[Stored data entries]
::::

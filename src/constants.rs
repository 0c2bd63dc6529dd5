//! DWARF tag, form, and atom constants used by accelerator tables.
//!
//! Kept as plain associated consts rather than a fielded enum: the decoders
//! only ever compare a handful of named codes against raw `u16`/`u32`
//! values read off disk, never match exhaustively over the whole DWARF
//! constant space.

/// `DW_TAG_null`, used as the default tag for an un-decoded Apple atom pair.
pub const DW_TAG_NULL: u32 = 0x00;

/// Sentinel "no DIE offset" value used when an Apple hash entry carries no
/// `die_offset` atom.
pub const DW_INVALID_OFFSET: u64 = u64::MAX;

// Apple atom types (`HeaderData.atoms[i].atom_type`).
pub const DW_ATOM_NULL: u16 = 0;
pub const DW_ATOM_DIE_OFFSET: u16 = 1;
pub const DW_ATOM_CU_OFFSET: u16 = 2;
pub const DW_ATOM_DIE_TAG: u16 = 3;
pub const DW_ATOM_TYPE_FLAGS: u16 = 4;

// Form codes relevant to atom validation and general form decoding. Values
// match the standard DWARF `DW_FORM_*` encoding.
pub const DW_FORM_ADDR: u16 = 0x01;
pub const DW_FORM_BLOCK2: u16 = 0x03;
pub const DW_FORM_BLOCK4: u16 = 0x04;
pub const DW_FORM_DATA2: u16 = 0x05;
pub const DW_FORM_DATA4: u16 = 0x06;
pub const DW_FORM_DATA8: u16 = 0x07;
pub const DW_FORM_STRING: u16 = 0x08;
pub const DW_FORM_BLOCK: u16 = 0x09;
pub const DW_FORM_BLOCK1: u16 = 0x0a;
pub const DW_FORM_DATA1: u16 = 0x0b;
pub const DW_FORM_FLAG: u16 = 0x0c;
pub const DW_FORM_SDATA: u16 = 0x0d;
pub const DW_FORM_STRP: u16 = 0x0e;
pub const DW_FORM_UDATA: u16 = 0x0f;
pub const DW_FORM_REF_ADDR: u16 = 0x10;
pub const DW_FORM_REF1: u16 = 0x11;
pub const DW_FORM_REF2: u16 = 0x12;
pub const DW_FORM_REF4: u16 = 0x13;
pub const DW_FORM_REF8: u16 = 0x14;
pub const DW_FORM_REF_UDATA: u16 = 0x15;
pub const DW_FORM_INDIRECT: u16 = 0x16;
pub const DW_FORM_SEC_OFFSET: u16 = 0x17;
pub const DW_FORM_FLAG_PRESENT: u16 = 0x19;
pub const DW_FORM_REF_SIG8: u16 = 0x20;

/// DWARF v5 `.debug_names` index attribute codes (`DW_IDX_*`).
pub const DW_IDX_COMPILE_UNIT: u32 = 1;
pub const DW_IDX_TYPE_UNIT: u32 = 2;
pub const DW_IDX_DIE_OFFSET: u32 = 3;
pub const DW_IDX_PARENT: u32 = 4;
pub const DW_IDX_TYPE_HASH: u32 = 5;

::::

**About this exercise:** Going through the entries above, show each line that contains "match".

**Exercise response:**
//! values read off disk, never match exhaustively over the whole DWARF
// match the standard DWARF `DW_FORM_*` encoding.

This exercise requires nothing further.